A diferencia del paraíso, el infierno en la tierra es
factible. Los seres humanos han creado con inventiva y eficacia un gran número
de ellos. A partir del 11 de septiembre de 2001, el Gobierno de Estados Unidos,
con el pleno apoyo del Congreso y de la inmensa mayoría de la población, fundó
y alentó infiernos secretos en algunos de los países más siniestros del mundo, aliados de su fantasmal War on
Terror, término que en sí mismo ya sugiere teología y apocalipsis más que
lucha policial efectiva contra organizaciones delictivas. Las trampas y los
circunloquios verbales son una parte necesaria de cualquier política
inconfesable. Había al parecer una guerra, pero los sospechosos de terrorismo
islámico no eran prisioneros de guerra, porque eso les habría otorgado ciertos
derechos, según las leyes internacionales: eran enemy combatants, lo
cual autorizaba a mantenerlos detenidos sin límite temporal ni garantías.

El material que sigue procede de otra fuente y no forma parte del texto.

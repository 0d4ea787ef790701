mod env;
mod obs;
mod reward;
mod trade;

pub use env::TradingEnv;
pub use obs::{Observation, ObservationData};
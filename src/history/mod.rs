pub mod episode;
pub mod meta;

pub use episode::{EpisodeHistory, EpisodeReport};
pub use meta::MetaHistory;
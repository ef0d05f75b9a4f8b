//! # `cbx report`

use std::path::{Path, PathBuf};

use anyhow::{Context, Result};
use chrono::Utc;
use clap::Args;

use cbx_empire::report::render_html;
use cbx_empire::{Empire, ReportType};

/// Arguments for `cbx report`.
#[derive(Args, Debug)]
pub struct ReportArgs {
    /// Report format.
    #[arg(long, default_value = "html")]
    pub report_type: ReportType,

    /// Template file with `{{ project }}`, `{{ generated_at }}` and
    /// `{{ sections }}` placeholders.
    #[arg(long)]
    pub template: Option<PathBuf>,

    /// Output file.
    #[arg(long, default_value = "report.html")]
    pub outfile: PathBuf,
}

/// Execute `cbx report`.
pub fn run_report(args: &ReportArgs, config: &Path) -> Result<u8> {
    let empire = crate::load_empire(config)?;
    write_report(&empire, args)?;
    println!("report written to {}", args.outfile.display());
    Ok(0)
}

/// Render and write the report described by `args`.
pub fn write_report(empire: &Empire, args: &ReportArgs) -> Result<()> {
    let template = args
        .template
        .as_deref()
        .map(|path| {
            std::fs::read_to_string(path)
                .with_context(|| format!("failed to read template: {}", path.display()))
        })
        .transpose()?;
    let rendered = match args.report_type {
        ReportType::Html => render_html(
            empire.project(),
            &empire.to_representation(),
            template.as_deref(),
            Utc::now(),
        ),
    };
    std::fs::write(&args.outfile, rendered)
        .with_context(|| format!("failed to write report: {}", args.outfile.display()))?;
    tracing::info!(path = %args.outfile.display(), report_type = %args.report_type, "report written");
    Ok(())
}
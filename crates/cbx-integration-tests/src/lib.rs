//! Host crate for the cross-crate integration tests under `tests/`.
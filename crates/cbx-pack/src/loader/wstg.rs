//! WSTG checklist JSON.
//!
//! `categories` is a mapping from category title to `{id, tests}`; groups
//! follow the mapping's document order. Test objectives carry no
//! identifier, so each control's shortcode is the SHA-256 hex digest of the
//! objective text. Reloading an unchanged file yields the same uids; editing
//! an objective by a single character detaches any stored disposition.

use serde::Deserialize;

use cbx_core::{sha256_hex, Control, Group, Item};

use super::{position, ChecklistDocument};
use crate::format::FileType;
use crate::parser::OrderedEntries;
use crate::section::Section;

/// Top-level WSTG checklist.
#[derive(Debug, Clone, Deserialize)]
pub struct WstgDocument {
    pub categories: OrderedEntries<WstgCategory>,
}

/// A test category (`WSTG-INFO`, ...).
#[derive(Debug, Clone, Deserialize)]
pub struct WstgCategory {
    pub id: String,
    pub tests: Vec<WstgTest>,
}

/// A single test case.
#[derive(Debug, Clone, Deserialize)]
pub struct WstgTest {
    pub name: String,
    pub id: String,
    #[serde(default)]
    pub reference: Option<String>,
    pub objectives: Vec<String>,
}

impl ChecklistDocument for WstgDocument {
    const FORMAT: FileType = FileType::WstgJson;

    fn populate(self, section: &mut Section) {
        let prefix = section.manual_prefix().to_string();

        for (group_index, (title, category)) in self.categories.into_iter().enumerate() {
            let mut group = Group::new(category.id, position(group_index), title.as_str(), title.as_str());
            for (test_index, test) in category.tests.into_iter().enumerate() {
                let mut item = Item::new(test.id, position(test_index), test.name);
                for (objective_index, objective) in test.objectives.into_iter().enumerate() {
                    item.add_control(Control::new(
                        prefix.as_str(),
                        sha256_hex(&objective),
                        position(objective_index),
                        objective,
                    ));
                }
                group.add_item(item);
            }
            section.add_group(group);
        }
    }
}
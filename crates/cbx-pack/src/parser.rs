//! Shared JSON/YAML parsing infrastructure.
//!
//! All loaders read their source through these functions so that missing
//! files, I/O failures and decoding failures are reported the same way,
//! always with the offending path attached.

use std::fmt;
use std::marker::PhantomData;
use std::path::Path;

use serde::de::{DeserializeOwned, MapAccess, Visitor};
use serde::{Deserialize, Deserializer};

use crate::error::{PackError, PackResult};

/// Read a source file to a string, mapping `NotFound` to [`PackError::FileNotFound`].
pub fn read_source(path: &Path) -> PackResult<String> {
    std::fs::read_to_string(path).map_err(|e| {
        if e.kind() == std::io::ErrorKind::NotFound {
            PackError::FileNotFound {
                path: path.to_path_buf(),
            }
        } else {
            PackError::Io(e)
        }
    })
}

/// Load a JSON file into a strongly-typed struct.
pub fn load_json_typed<T: DeserializeOwned>(path: &Path) -> PackResult<T> {
    let content = read_source(path)?;
    parse_json_typed(&content, path)
}

/// Decode JSON text into a strongly-typed struct; `path` is only used for
/// error context.
pub fn parse_json_typed<T: DeserializeOwned>(content: &str, path: &Path) -> PackResult<T> {
    serde_json::from_str(content).map_err(|e| PackError::JsonParse {
        path: path.to_path_buf(),
        source: e,
    })
}

/// Load a YAML file into a strongly-typed struct.
pub fn load_yaml_typed<T: DeserializeOwned>(path: &Path) -> PackResult<T> {
    let content = read_source(path)?;
    parse_yaml_typed(&content, path)
}

/// Decode YAML text into a strongly-typed struct; `path` is only used for
/// error context.
pub fn parse_yaml_typed<T: DeserializeOwned>(content: &str, path: &Path) -> PackResult<T> {
    serde_yaml::from_str(content).map_err(|e| PackError::YamlParse {
        path: path.to_path_buf(),
        source: e,
    })
}

/// A mapping decoded as a list of `(key, value)` pairs in document order.
///
/// `serde_json` maps are sorted by key unless `preserve_order` is enabled
/// workspace-wide; decoding through this visitor keeps source order without
/// changing map behaviour anywhere else.
#[derive(Debug, Clone, PartialEq, Eq)]
pub struct OrderedEntries<V>(pub Vec<(String, V)>);

impl<V> OrderedEntries<V> {
    /// Iterate entries in document order.
    pub fn iter(&self) -> impl Iterator<Item = &(String, V)> {
        self.0.iter()
    }

    /// Number of entries.
    pub fn len(&self) -> usize {
        self.0.len()
    }

    /// Whether the mapping is empty.
    pub fn is_empty(&self) -> bool {
        self.0.is_empty()
    }
}

impl<V> Default for OrderedEntries<V> {
    fn default() -> Self {
        Self(Vec::new())
    }
}

impl<V> IntoIterator for OrderedEntries<V> {
    type Item = (String, V);
    type IntoIter = std::vec::IntoIter<(String, V)>;

    fn into_iter(self) -> Self::IntoIter {
        self.0.into_iter()
    }
}

impl<'de, V: Deserialize<'de>> Deserialize<'de> for OrderedEntries<V> {
    fn deserialize<D: Deserializer<'de>>(deserializer: D) -> Result<Self, D::Error> {
        struct EntriesVisitor<V>(PhantomData<V>);

        impl<'de, V: Deserialize<'de>> Visitor<'de> for EntriesVisitor<V> {
            type Value = OrderedEntries<V>;

            fn expecting(&self, f: &mut fmt::Formatter<'_>) -> fmt::Result {
                f.write_str("a map")
            }

            fn visit_map<A: MapAccess<'de>>(self, mut map: A) -> Result<Self::Value, A::Error> {
                let mut entries = Vec::with_capacity(map.size_hint().unwrap_or(0));
                while let Some((key, value)) = map.next_entry::<String, V>()? {
                    entries.push((key, value));
                }
                Ok(OrderedEntries(entries))
            }
        }

        deserializer.deserialize_map(EntriesVisitor(PhantomData))
    }
}
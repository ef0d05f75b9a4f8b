//! # Reports
//!
//! Renderers over [`EmpireSnapshot`]. The HTML report is a single page with
//! one table per group and a state summary per section. A custom template
//! may place the generated parts with the placeholders `{{ project }}`,
//! `{{ generated_at }}` and `{{ sections }}`.

use std::fmt;
use std::str::FromStr;

use chrono::{DateTime, Utc};

use cbx_core::{ControlSnapshot, ControlState, EmpireSnapshot, SectionSnapshot, PLACEHOLDER};

use crate::error::{EmpireError, EmpireResult};

/// Built-in page layout.
pub const DEFAULT_TEMPLATE: &str = r#"<!DOCTYPE html>
<html lang="en">
<head>
<meta charset="utf-8">
<title>{{ project }}</title>
<style>
body { font-family: sans-serif; margin: 2em; }
table { border-collapse: collapse; width: 100%; margin-bottom: 1.5em; }
th, td { border: 1px solid #ccc; padding: 0.3em 0.5em; text-align: left; vertical-align: top; }
tr.item td { background: #eee; font-weight: bold; }
.checked { color: #2a7d2a; }
.not_relevant { color: #777; }
.unchecked { color: #b03030; }
</style>
</head>
<body>
<h1>{{ project }}</h1>
<p>Generated {{ generated_at }}</p>
{{ sections }}
</body>
</html>
"#;

/// Supported report formats.
#[derive(Debug, Clone, Copy, PartialEq, Eq, Default)]
pub enum ReportType {
    /// Single-page HTML.
    #[default]
    Html,
}

impl ReportType {
    /// All report types.
    pub fn all() -> &'static [ReportType] {
        &[Self::Html]
    }

    /// Command-line spelling.
    pub fn as_str(&self) -> &'static str {
        match self {
            Self::Html => "html",
        }
    }
}

impl fmt::Display for ReportType {
    fn fmt(&self, f: &mut fmt::Formatter<'_>) -> fmt::Result {
        f.write_str(self.as_str())
    }
}

impl FromStr for ReportType {
    type Err = String;

    fn from_str(s: &str) -> Result<Self, Self::Err> {
        Self::all()
            .iter()
            .copied()
            .find(|t| t.as_str().eq_ignore_ascii_case(s))
            .ok_or_else(|| format!("unknown report type {s:?}; expected: html"))
    }
}

/// Count of controls per state.
#[derive(Debug, Clone, Copy, Default, PartialEq, Eq)]
pub struct StateSummary {
    pub unchecked: usize,
    pub checked: usize,
    pub not_relevant: usize,
}

impl StateSummary {
    /// Tally a sequence of control snapshots by their state name.
    pub fn from_controls<'a>(controls: impl IntoIterator<Item = &'a ControlSnapshot>) -> Self {
        let mut summary = Self::default();
        for control in controls {
            match snapshot_state(control) {
                Some(ControlState::Checked) => summary.checked += 1,
                Some(ControlState::NotRelevant) => summary.not_relevant += 1,
                Some(ControlState::Unchecked) | None => summary.unchecked += 1,
            }
        }
        summary
    }

    /// Tally one section.
    pub fn from_section(section: &SectionSnapshot) -> Self {
        Self::from_controls(section.controls())
    }

    /// Tally a whole project.
    pub fn from_snapshot(snapshot: &EmpireSnapshot) -> Self {
        Self::from_controls(snapshot.controls())
    }

    /// Number of controls counted.
    pub fn total(&self) -> usize {
        self.unchecked + self.checked + self.not_relevant
    }

    /// Controls still needing a decision.
    pub fn open(&self) -> usize {
        self.unchecked
    }
}

fn snapshot_state(control: &ControlSnapshot) -> Option<ControlState> {
    ControlState::all()
        .iter()
        .copied()
        .find(|state| state.name() == control.state)
}

/// Escape text for HTML element content and attribute values.
pub fn escape_html(text: &str) -> String {
    let mut out = String::with_capacity(text.len());
    for ch in text.chars() {
        match ch {
            '&' => out.push_str("&amp;"),
            '<' => out.push_str("&lt;"),
            '>' => out.push_str("&gt;"),
            '"' => out.push_str("&quot;"),
            '\'' => out.push_str("&#39;"),
            _ => out.push(ch),
        }
    }
    out
}

/// Render the HTML report. `template` replaces [`DEFAULT_TEMPLATE`].
pub fn render_html(
    project: &str,
    snapshot: &EmpireSnapshot,
    template: Option<&str>,
    generated_at: DateTime<Utc>,
) -> String {
    let sections: String = snapshot.sections.iter().map(render_section).collect();
    template
        .unwrap_or(DEFAULT_TEMPLATE)
        .replace("{{ project }}", &escape_html(project))
        .replace(
            "{{ generated_at }}",
            &generated_at.format("%Y-%m-%d %H:%M:%S UTC").to_string(),
        )
        .replace("{{ sections }}", &sections)
}

fn render_section(section: &SectionSnapshot) -> String {
    let summary = StateSummary::from_section(section);
    let mut out = format!(
        "<section>\n<h2>{} <small>({})</small></h2>\n<p>{}</p>\n",
        escape_html(&section.manual_name),
        escape_html(&section.manual_prefix),
        escape_html(&section.manual_description),
    );
    if section.data_name != PLACEHOLDER {
        out.push_str(&format!(
            "<p>Source: {} {}</p>\n",
            escape_html(&section.data_name),
            escape_html(&section.data_version),
        ));
    }
    out.push_str(&format!(
        "<p class=\"summary\">{} controls: {} checked, {} not relevant, {} open</p>\n",
        summary.total(),
        summary.checked,
        summary.not_relevant,
        summary.open(),
    ));
    for group in &section.groups {
        let heading = if group.name == PLACEHOLDER {
            section.manual_name.as_str()
        } else {
            group.name.as_str()
        };
        out.push_str(&format!("<h3>{}</h3>\n", escape_html(heading)));
        out.push_str(
            "<table>\n<tr><th>uid</th><th>State</th><th>Description</th>\
             <th>Statement</th><th>CWE</th><th>NIST</th></tr>\n",
        );
        for item in &group.items {
            if item.name != PLACEHOLDER {
                out.push_str(&format!(
                    "<tr class=\"item\"><td colspan=\"6\">{} {}</td></tr>\n",
                    escape_html(&item.shortcode),
                    escape_html(&item.name),
                ));
            }
            for control in &item.controls {
                out.push_str(&render_control(control));
            }
        }
        out.push_str("</table>\n");
    }
    out.push_str("</section>\n");
    out
}

fn render_control(control: &ControlSnapshot) -> String {
    let class = snapshot_state(control)
        .unwrap_or_default()
        .as_str();
    let cwe = control
        .cwe
        .iter()
        .map(u32::to_string)
        .collect::<Vec<_>>()
        .join(", ");
    format!(
        "<tr><td>{}</td><td class=\"{}\">{}</td><td>{}</td><td>{}</td><td>{}</td><td>{}</td></tr>\n",
        escape_html(&control.uid),
        class,
        escape_html(&control.state),
        escape_html(&control.description),
        escape_html(control.statement.as_deref().unwrap_or("")),
        cwe,
        escape_html(&control.nist.join(", ")),
    )
}

/// Serialize the snapshot as TOML.
pub fn export_toml(snapshot: &EmpireSnapshot) -> EmpireResult<String> {
    toml::to_string(snapshot).map_err(|e| EmpireError::Serialize(e.to_string()))
}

Y como
eran combatientes enemigos, no prisioneros ni delincuentes —a un delincuente se
le juzga y se le condena, si es hallado culpable, en un proceso público—,
podían ser entregados a las policías secretas de países que por ser menos
civilizados practicaban sin reparo la tortura, en infiernos clandestinos
bautizados como black sites. En el lenguaje infame
de la época, la entrega de los prisioneros a esos países colaboradores se
llamaba extraordinary rendition, que suena más
aséptico, y lo que se les hacía no era en realidad torturarlos: tan solo se les
sometía a enhanced interrogation techniques,“técnicas
reforzadas de interrogatorio”, término que todavía suena mejor si, siguiendo la
propensión administrativa a las iniciales, se le llama “E. I. T.”.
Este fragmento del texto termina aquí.